Metadata-Version: 2.4
Name: ladam
Version: 0.2.0
Summary: LAdam: Laplacian Adam — Adam with spatially-coupled variance estimates via discrete Laplacian
Project-URL: Homepage, https://github.com/gpartin/ladam
Project-URL: Documentation, https://github.com/gpartin/ladam#usage
Project-URL: Issues, https://github.com/gpartin/ladam/issues
Author: Greg Partin
License: MIT
License-File: LICENSE
Keywords: adam,deep-learning,laplacian,optimizer,pinn,pytorch,scientific-ml,spatial-regularization
Classifier: Development Status :: 4 - Beta
Classifier: Intended Audience :: Developers
Classifier: Intended Audience :: Science/Research
Classifier: License :: OSI Approved :: MIT License
Classifier: Programming Language :: Python :: 3
Classifier: Programming Language :: Python :: 3.8
Classifier: Programming Language :: Python :: 3.9
Classifier: Programming Language :: Python :: 3.10
Classifier: Programming Language :: Python :: 3.11
Classifier: Programming Language :: Python :: 3.12
Classifier: Topic :: Scientific/Engineering :: Artificial Intelligence
Classifier: Topic :: Scientific/Engineering :: Mathematics
Requires-Python: >=3.8
Requires-Dist: torch>=1.10.0
Provides-Extra: dev
Requires-Dist: pytest-cov>=4.0; extra == 'dev'
Requires-Dist: pytest>=7.0; extra == 'dev'
Description-Content-Type: text/markdown

# LAdam

**Laplacian Adam — spatially-aware adaptive optimizer for PyTorch**

[![PyPI](https://img.shields.io/pypi/v/ladam.svg)](https://pypi.org/project/ladam/)
[![License](https://img.shields.io/badge/license-MIT-blue.svg)](LICENSE)
[![Python 3.8+](https://img.shields.io/badge/python-3.8+-blue.svg)](https://python.org)

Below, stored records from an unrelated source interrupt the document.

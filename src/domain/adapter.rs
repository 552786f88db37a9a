// Copyright (c) 2025 Bazaryab Contributors
//
// Licensed under the MIT License
// See LICENSE file in the project root for full license information.

use std::collections::BTreeMap;

use async_trait::async_trait;
use serde_json::Value;
use thiserror::Error;

use crate::domain::models::{RawItem, SiteQuery};

/// Adapter-level error taxonomy.
///
/// Transient and timeout errors are retried within the batch; a fatal
/// error means the site's page structure changed and the site is skipped
/// for the remainder of the batch.
#[derive(Debug, Error)]
pub enum AdapterError {
    #[error("request failed: {0}")]
    Request(#[from] reqwest::Error),
    #[error("transient error: {0}")]
    Transient(String),
    #[error("site structure changed: {0}")]
    Fatal(String),
    #[error("timeout")]
    Timeout,
    #[error("cancelled")]
    Cancelled,
}

impl AdapterError {
    pub fn is_retryable(&self) -> bool {
        match self {
            AdapterError::Request(e) => {
                e.is_timeout() || e.is_connect() || e.status().is_some_and(|s| s.is_server_error())
            }
            AdapterError::Transient(_) | AdapterError::Timeout => true,
            AdapterError::Fatal(_) | AdapterError::Cancelled => false,
        }
    }

    pub fn is_fatal(&self) -> bool {
        matches!(self, AdapterError::Fatal(_))
    }
}

/// The site-specific collaborator consumed by the crawl orchestrator.
///
/// One independent implementation per marketplace; how a page is obtained
/// (plain fetch, rendered browser) is opaque to the orchestrator.
#[async_trait]
pub trait SiteAdapter: Send + Sync {
    /// Stable site identifier ("divar", "bama", ...).
    fn name(&self) -> &'static str;

    /// Render the site's search URL from the query's filter vocabulary.
    fn build_search_url(&self, filters: &BTreeMap<String, Value>) -> Result<String, AdapterError>;

    /// Obtain the raw content behind a URL.
    async fn fetch(&self, url: &str) -> Result<String, AdapterError>;

    /// Parse raw content into listings. An unrecognizable page is a fatal
    /// error; an empty result list is not.
    fn extract_items(&self, content: &str) -> Result<Vec<RawItem>, AdapterError>;

    /// One full search round-trip for one query.
    async fn search(&self, query: &SiteQuery) -> Result<Vec<RawItem>, AdapterError> {
        let url = self.build_search_url(&query.filters)?;
        tracing::debug!(site = self.name(), %url, "searching");
        let content = self.fetch(&url).await?;
        self.extract_items(&content)
    }
}
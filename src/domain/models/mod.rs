// Copyright (c) 2025 Bazaryab Contributors
//
// Licensed under the MIT License
// See LICENSE file in the project root for full license information.

pub mod entities;
pub mod listing;
pub mod profile;
pub mod query;

pub use entities::{EntitySet, LocationEntity, MoneyEntity, SearchTypeInfo};
pub use listing::{
    CrawlBatchResult, CrawlErrorKind, CrawlErrorRecord, FetchedItem, NormalizedItem, QualityBucket,
    RawItem, SiteReport,
};
pub use profile::{BudgetSource, GoalType, Priority, SearchGoal, StructuredQuery, UserProfile};
pub use query::SiteQuery;
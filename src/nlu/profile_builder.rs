// Copyright (c) 2025 Bazaryab Contributors
//
// Licensed under the MIT License
// See LICENSE file in the project root for full license information.

//! Turns an extracted entity set into a user profile and an ordered list
//! of search goals. Deterministic: identical entities always produce
//! identical goal ids and ordering.

use crate::domain::models::{
    BudgetSource, EntitySet, GoalType, LocationEntity, Priority, SearchGoal, UserProfile,
};

pub struct ProfileGoalBuilder;

impl ProfileGoalBuilder {
    pub fn new() -> Self {
        Self
    }

    pub fn build(&self, entities: &EntitySet) -> (UserProfile, Vec<SearchGoal>) {
        let profile = UserProfile {
            liquidity: entities.primary_liquidity,
            loan_amount: entities.loan_amount,
            loan_availability_months: entities.loan_availability_months,
            max_monthly_payment: entities.monthly_payment,
            existing_obligations: 0.0,
        };

        let goals = self.build_goals(entities, &profile);
        (profile, goals)
    }

    fn build_goals(&self, entities: &EntitySet, profile: &UserProfile) -> Vec<SearchGoal> {
        let goal_type = entities.search_type.goal_type.unwrap_or(GoalType::Other);
        let budget_source = budget_source(profile);
        let max_price = (profile.total_budget() > 0.0).then(|| profile.total_budget());
        let search_type = entities.search_type.search_type.clone();

        let mut goals = Vec::new();
        let mut next_id = 1u32;
        let mut push = |goals: &mut Vec<SearchGoal>, target: String, priority, lease: Option<f64>| {
            goals.push(SearchGoal {
                goal_id: next_id,
                goal_type,
                target_location: target,
                budget_source,
                priority,
                search_type: search_type.clone(),
                min_price: None,
                max_price,
                max_monthly_lease_payment: lease,
            });
            next_id += 1;
        };

        match goal_type {
            GoalType::ResidentialRent | GoalType::ResidentialPurchase => {
                let targets = residential_targets(&entities.locations);
                if targets.is_empty() {
                    push(&mut goals, "Any".to_string(), Priority::High, None);
                } else {
                    for (idx, name) in targets.iter().enumerate() {
                        let priority = if idx == 0 { Priority::High } else { Priority::Medium };
                        push(&mut goals, name.clone(), priority, None);
                    }
                }
                // A "if I can't ... which area" fallback adds one generic
                // alternative-area goal at medium priority.
                if entities.wants_alternative_area {
                    if let Some(city) = entities.locations.first().map(|l| l.city.clone()) {
                        push(
                            &mut goals,
                            format!("suitable alternative area in {city}"),
                            Priority::Medium,
                            None,
                        );
                    }
                }
            }
            GoalType::VehiclePurchaseOrLease => {
                let lease = (entities.monthly_payment > 0.0).then_some(entities.monthly_payment);
                push(&mut goals, "Any".to_string(), Priority::High, lease);
            }
            GoalType::Electronics | GoalType::Other => {
                let target = entities
                    .locations
                    .first()
                    .map(|l| l.name.clone())
                    .unwrap_or_else(|| "Any".to_string());
                push(&mut goals, target, Priority::High, None);
            }
        }

        goals
    }
}

impl Default for ProfileGoalBuilder {
    fn default() -> Self {
        Self::new()
    }
}

fn budget_source(profile: &UserProfile) -> BudgetSource {
    if profile.loan_amount > 0.0 && profile.liquidity > 0.0 {
        BudgetSource::LiquidityPlusLoan
    } else if profile.loan_amount > 0.0 {
        BudgetSource::Loan
    } else {
        BudgetSource::Liquidity
    }
}

/// Housing goals target districts when any district was mentioned; bare
/// city mentions only matter when no district narrows them down.
fn residential_targets(locations: &[LocationEntity]) -> Vec<String> {
    let districts: Vec<String> =
        locations.iter().filter(|l| !l.is_city).map(|l| l.name.clone()).collect();
    if !districts.is_empty() {
        districts
    } else {
        locations.iter().map(|l| l.name.clone()).collect()
    }
}

#[cfg(test)]
mod tests {
    use super::*;
    use crate::nlu::{EntityExtractor, PatternTables};
    use std::sync::Arc;

    fn build(text: &str) -> (UserProfile, Vec<SearchGoal>) {
        let extractor = EntityExtractor::new(Arc::new(PatternTables::new()));
        ProfileGoalBuilder::new().build(&extractor.extract_all(text))
    }

    #[test]
    fn total_budget_conserved() {
        let (profile, _) = build("600 million cash plus a 200 million loan, rent in Tehran");
        assert_eq!(profile.liquidity, 600.0);
        assert_eq!(profile.loan_amount, 200.0);
        assert_eq!(profile.total_budget(), 800.0);
    }

    #[test]
    fn city_plus_district_yields_one_goal() {
        let (profile, goals) = build("600 million cash, want to rent an apartment in Tehran Ekbatan");
        assert_eq!(profile.liquidity, 600.0);
        assert_eq!(goals.len(), 1);
        assert_eq!(goals[0].goal_id, 1);
        assert_eq!(goals[0].goal_type, GoalType::ResidentialRent);
        assert!(goals[0].target_location.contains("Ekbatan"));
        assert_eq!(goals[0].priority, Priority::High);
        assert_eq!(goals[0].max_price, Some(600.0));
    }

    #[test]
    fn goal_ids_are_contiguous_from_one() {
        let (_, goals) = build("rent in Ekbatan or Vanak or Gisha, 500 million");
        let ids: Vec<u32> = goals.iter().map(|g| g.goal_id).collect();
        assert_eq!(ids, vec![1, 2, 3]);
    }

    #[test]
    fn priority_non_increasing_with_mention_order() {
        let (_, goals) = build("rent in Ekbatan or Vanak, 500 million");
        assert_eq!(goals[0].priority, Priority::High);
        assert_eq!(goals[1].priority, Priority::Medium);
        assert!(goals[0].priority.rank() >= goals[1].priority.rank());
    }

    #[test]
    fn fallback_phrase_adds_alternative_area_goal() {
        let (_, goals) =
            build("500 million, rent in Ekbatan and Vanak, if I can't, which area is good?");
        let last = goals.last().unwrap();
        assert!(last.target_location.contains("suitable alternative area in Tehran"));
        assert_eq!(last.priority, Priority::Medium);
        assert!(goals.len() > 2);
    }

    #[test]
    fn vehicle_goal_targets_any_with_lease_cap() {
        let (_, goals) = build("buy a car, can pay 15 million monthly");
        assert_eq!(goals.len(), 1);
        assert_eq!(goals[0].goal_type, GoalType::VehiclePurchaseOrLease);
        assert_eq!(goals[0].target_location, "Any");
        assert_eq!(goals[0].max_monthly_lease_payment, Some(15.0));
    }

    #[test]
    fn budget_source_reflects_loan_mix() {
        let (_, goals) = build("600 million cash and a 200 million loan, rent in Vanak");
        assert_eq!(goals[0].budget_source, BudgetSource::LiquidityPlusLoan);

        let (_, goals) = build("a 200 million loan, rent in Vanak");
        assert_eq!(goals[0].budget_source, BudgetSource::Loan);

        let (_, goals) = build("600 million cash, rent in Vanak");
        assert_eq!(goals[0].budget_source, BudgetSource::Liquidity);
    }

    #[test]
    fn same_input_same_goals() {
        let a = build("rent in Ekbatan or Vanak, 500 million");
        let b = build("rent in Ekbatan or Vanak, 500 million");
        assert_eq!(a.1, b.1);
    }
}
// Copyright (c) 2025 Bazaryab Contributors
//
// Licensed under the MIT License
// See LICENSE file in the project root for full license information.

pub mod adapter;
pub mod models;
// Copyright (c) 2025 Bazaryab Contributors
//
// Licensed under the MIT License
// See LICENSE file in the project root for full license information.

//! HTML extraction helpers shared by all site adapters.

use once_cell::sync::Lazy;
use regex::Regex;
use scraper::{ElementRef, Selector};

static NUMBER_RE: Lazy<Regex> =
    Lazy::new(|| Regex::new(r"\d+(?:\.\d+)?").expect("valid number pattern"));

/// Parses a compile-time selector. Only call with literals that are known
/// to be valid CSS.
pub fn selector(css: &str) -> Selector {
    Selector::parse(css).expect("valid css selector literal")
}

/// Collapsed, trimmed text content of the first match under `element`.
pub fn text_of(element: ElementRef<'_>, sel: &Selector) -> Option<String> {
    element.select(sel).next().map(|e| clean_text(&e.text().collect::<String>()))
}

/// Attribute value of the first match under `element`.
pub fn attr_of<'a>(element: ElementRef<'a>, sel: &Selector, attr: &str) -> Option<&'a str> {
    element.select(sel).next().and_then(|e| e.value().attr(attr))
}

/// Collapses runs of whitespace and decodes leftover entities.
pub fn clean_text(raw: &str) -> String {
    let decoded = html_escape::decode_html_entities(raw);
    decoded.split_whitespace().collect::<Vec<_>>().join(" ")
}

/// Last path segment of a listing href, used as the site-local id.
pub fn id_from_href(href: &str) -> Option<String> {
    href.trim_end_matches('/')
        .rsplit('/')
        .next()
        .filter(|s| !s.is_empty())
        .map(|s| s.to_string())
}

/// Parses a displayed price into millions of tomans.
///
/// Handles Persian digits, thousands separators (both `,` and `،`) and the
/// scale words miliard (x1000) and hezar (/1000). A bare number is taken
/// to already be in millions, which is how the sites display prices.
pub fn parse_price_to_millions(price_text: &str) -> Option<f64> {
    let folded = deunicode::deunicode(price_text);
    let stripped = folded.replace([',', ' '], "");

    let value: f64 = NUMBER_RE.find(&stripped)?.as_str().parse().ok()?;

    if price_text.contains("میلیارد") || price_text.contains("بیلیون") {
        Some(value * 1000.0)
    } else if price_text.contains("هزار") {
        Some(value / 1000.0)
    } else {
        Some(value)
    }
}
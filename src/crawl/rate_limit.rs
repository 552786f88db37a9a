// Copyright (c) 2025 Bazaryab Contributors
//
// Licensed under the MIT License
// See LICENSE file in the project root for full license information.

use std::time::Duration;

use governor::{DefaultDirectRateLimiter, Quota, RateLimiter};

/// Paces requests to one site so consecutive calls are at least
/// `min_delay` apart. A zero delay disables pacing entirely.
pub struct SiteRateLimiter {
    limiter: Option<DefaultDirectRateLimiter>,
}

impl SiteRateLimiter {
    pub fn new(min_delay: Duration) -> Self {
        let limiter = Quota::with_period(min_delay).map(RateLimiter::direct);
        Self { limiter }
    }

    /// Waits until the next request may go out.
    pub async fn acquire(&self) {
        if let Some(limiter) = &self.limiter {
            limiter.until_ready().await;
        }
    }
}
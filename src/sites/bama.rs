// Copyright (c) 2025 Bazaryab Contributors
//
// Licensed under the MIT License
// See LICENSE file in the project root for full license information.

//! Adapter for bama.ir, a vehicle-only marketplace. Lease searches go to a
//! dedicated path and carry a monthly-payment cap.

use std::collections::BTreeMap;
use std::sync::Arc;

use async_trait::async_trait;
use once_cell::sync::Lazy;
use scraper::{Html, Selector};
use serde_json::{json, Value};

use crate::domain::adapter::{AdapterError, SiteAdapter};
use crate::domain::models::RawItem;
use crate::sites::fetcher::HttpFetcher;
use crate::sites::parse;

const DEFAULT_BASE_URL: &str = "https://bama.ir";
const EXTRACTION_CONFIDENCE: f64 = 0.9;

static CARD: Lazy<Selector> = Lazy::new(|| parse::selector("div.car-item"));
static TITLE_LINK: Lazy<Selector> = Lazy::new(|| parse::selector("h2.car-title a[href]"));
static PRICE: Lazy<Selector> = Lazy::new(|| parse::selector("div.car-price"));
static INFO: Lazy<Selector> = Lazy::new(|| parse::selector("div.car-info"));
static IMAGE: Lazy<Selector> = Lazy::new(|| parse::selector("img[src]"));

pub struct BamaAdapter {
    fetcher: Arc<HttpFetcher>,
    base_url: String,
}

impl BamaAdapter {
    pub fn new(fetcher: Arc<HttpFetcher>, base_url: Option<&str>) -> Self {
        Self {
            fetcher,
            base_url: base_url.unwrap_or(DEFAULT_BASE_URL).trim_end_matches('/').to_string(),
        }
    }
}

#[async_trait]
impl SiteAdapter for BamaAdapter {
    fn name(&self) -> &'static str {
        "bama"
    }

    fn build_search_url(&self, filters: &BTreeMap<String, Value>) -> Result<String, AdapterError> {
        let search_type = filters
            .get("search_type")
            .and_then(|v| v.as_str())
            .unwrap_or("purchase");

        let mut url = if search_type == "lease" {
            format!("{}/lease", self.base_url)
        } else {
            format!("{}/car", self.base_url)
        };

        let mut params: Vec<(&str, String)> = Vec::new();
        if let Some(min) = filters.get("price_min").and_then(|v| v.as_f64()) {
            params.push(("price-min", format!("{}", (min * 1_000_000.0) as i64)));
        }
        if let Some(max) = filters.get("price_max").and_then(|v| v.as_f64()) {
            params.push(("price-max", format!("{}", (max * 1_000_000.0) as i64)));
        }
        if let Some(monthly) = filters.get("lease_monthly_max").and_then(|v| v.as_f64()) {
            params.push(("lease-monthly-max", format!("{}", (monthly * 1_000_000.0) as i64)));
        }

        if !params.is_empty() {
            let query = serde_urlencoded::to_string(&params)
                .map_err(|e| AdapterError::Fatal(format!("query encoding failed: {e}")))?;
            url.push('?');
            url.push_str(&query);
        }
        Ok(url)
    }

    async fn fetch(&self, url: &str) -> Result<String, AdapterError> {
        self.fetcher.fetch(url).await
    }

    fn extract_items(&self, content: &str) -> Result<Vec<RawItem>, AdapterError> {
        let document = Html::parse_document(content);
        let mut items = Vec::new();

        for card in document.select(&CARD) {
            let Some(link) = card.select(&TITLE_LINK).next() else {
                continue;
            };
            let title = parse::clean_text(&link.text().collect::<String>());
            let Some(href) = link.value().attr("href") else {
                continue;
            };
            if title.is_empty() {
                continue;
            }

            let price_text = parse::text_of(card, &PRICE);
            let thumbnail = parse::attr_of(card, &IMAGE, "src").map(|s| s.to_string());

            let mut properties = BTreeMap::new();
            properties.insert("vehicle_type".to_string(), json!("car"));

            items.push(RawItem {
                item_id: parse::id_from_href(href),
                title,
                url: format!("{}{href}", self.base_url),
                price: price_text.as_deref().and_then(parse::parse_price_to_millions),
                price_text,
                description: parse::text_of(card, &INFO),
                location: None,
                city: None,
                district: None,
                images: thumbnail.iter().cloned().collect(),
                thumbnail,
                properties,
                confidence: Some(EXTRACTION_CONFIDENCE),
            });
        }

        Ok(items)
    }
}
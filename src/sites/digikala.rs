// Copyright (c) 2025 Bazaryab Contributors
//
// Licensed under the MIT License
// See LICENSE file in the project root for full license information.

//! Adapter for digikala.com product search.

use std::collections::BTreeMap;
use std::sync::Arc;

use async_trait::async_trait;
use once_cell::sync::Lazy;
use scraper::{Html, Selector};
use serde_json::{json, Value};

use crate::domain::adapter::{AdapterError, SiteAdapter};
use crate::domain::models::RawItem;
use crate::sites::fetcher::HttpFetcher;
use crate::sites::parse;

const DEFAULT_BASE_URL: &str = "https://www.digikala.com";
const EXTRACTION_CONFIDENCE: f64 = 0.9;

static CARD: Lazy<Selector> = Lazy::new(|| parse::selector("article.c-product-box"));
static TITLE_LINK: Lazy<Selector> =
    Lazy::new(|| parse::selector("h3.c-product-box__title a[href]"));
static PRICE: Lazy<Selector> = Lazy::new(|| parse::selector("div.c-product-box__price"));
static IMAGE: Lazy<Selector> = Lazy::new(|| parse::selector("img[src]"));

pub struct DigikalaAdapter {
    fetcher: Arc<HttpFetcher>,
    base_url: String,
}

impl DigikalaAdapter {
    pub fn new(fetcher: Arc<HttpFetcher>, base_url: Option<&str>) -> Self {
        Self {
            fetcher,
            base_url: base_url.unwrap_or(DEFAULT_BASE_URL).trim_end_matches('/').to_string(),
        }
    }
}

#[async_trait]
impl SiteAdapter for DigikalaAdapter {
    fn name(&self) -> &'static str {
        "digikala"
    }

    fn build_search_url(&self, filters: &BTreeMap<String, Value>) -> Result<String, AdapterError> {
        let mut url = format!("{}/search/", self.base_url);
        if let Some(product) = filters.get("product_name").and_then(|v| v.as_str()) {
            url.push_str(&product.replace(' ', "-"));
        }

        let mut params: Vec<(&str, String)> = Vec::new();
        if let Some(min) = filters.get("price_min").and_then(|v| v.as_f64()) {
            params.push(("price-min", format!("{}", (min * 1_000_000.0) as i64)));
        }
        if let Some(max) = filters.get("price_max").and_then(|v| v.as_f64()) {
            params.push(("price-max", format!("{}", (max * 1_000_000.0) as i64)));
        }

        if !params.is_empty() {
            let query = serde_urlencoded::to_string(&params)
                .map_err(|e| AdapterError::Fatal(format!("query encoding failed: {e}")))?;
            url.push('?');
            url.push_str(&query);
        }
        Ok(url)
    }

    async fn fetch(&self, url: &str) -> Result<String, AdapterError> {
        self.fetcher.fetch(url).await
    }

    fn extract_items(&self, content: &str) -> Result<Vec<RawItem>, AdapterError> {
        let document = Html::parse_document(content);
        let mut items = Vec::new();

        for card in document.select(&CARD) {
            let Some(link) = card.select(&TITLE_LINK).next() else {
                continue;
            };
            let title = parse::clean_text(&link.text().collect::<String>());
            let Some(href) = link.value().attr("href") else {
                continue;
            };
            if title.is_empty() {
                continue;
            }

            let price_text = parse::text_of(card, &PRICE);
            let thumbnail = parse::attr_of(card, &IMAGE, "src").map(|s| s.to_string());

            let mut properties = BTreeMap::new();
            properties.insert("product_type".to_string(), json!("electronics"));

            items.push(RawItem {
                item_id: parse::id_from_href(href),
                title,
                url: format!("{}{href}", self.base_url),
                price: price_text.as_deref().and_then(parse::parse_price_to_millions),
                price_text,
                description: None,
                location: None,
                city: None,
                district: None,
                images: thumbnail.iter().cloned().collect(),
                thumbnail,
                properties,
                confidence: Some(EXTRACTION_CONFIDENCE),
            });
        }

        Ok(items)
    }
}

#[cfg(test)]
mod tests {
    use super::*;

    fn adapter() -> DigikalaAdapter {
        DigikalaAdapter::new(Arc::new(HttpFetcher::new().unwrap()), None)
    }

    #[test]
    fn search_url_slugs_product_name() {
        let mut filters = BTreeMap::new();
        filters.insert("product_name".to_string(), json!("laptop asus"));
        filters.insert("price_max".to_string(), json!(80.0));

        let url = adapter().build_search_url(&filters).unwrap();
        assert!(url.starts_with("https://www.digikala.com/search/laptop-asus?"));
        assert!(url.contains("price-max=80000000"));
    }

    #[test]
    fn extracts_product_cards() {
        let html = r#"
            <article class="c-product-box">
              <h3 class="c-product-box__title"><a href="/product/dkp-112233">لپ تاپ ایسوس</a></h3>
              <div class="c-product-box__price">۴۵ میلیون تومان</div>
              <img src="https://dkstatics.com/laptop.jpg">
            </article>
        "#;
        let items = adapter().extract_items(html).unwrap();
        assert_eq!(items.len(), 1);
        assert_eq!(items[0].item_id.as_deref(), Some("dkp-112233"));
        assert_eq!(items[0].price, Some(45.0));
        assert_eq!(items[0].properties["product_type"], json!("electronics"));
    }
}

LAdam is a drop-in Adam replacement that applies **discrete Laplacian regularization** to Adam's second-moment estimate (v_t). This couples neighboring weight learning rates, producing spatially-smoothed adaptive optimization.

## Why LAdam?

Adam computes independent per-parameter learning rates. But adjacent weights in trained networks are often functionally correlated — the per-parameter variance estimates should reflect this structure.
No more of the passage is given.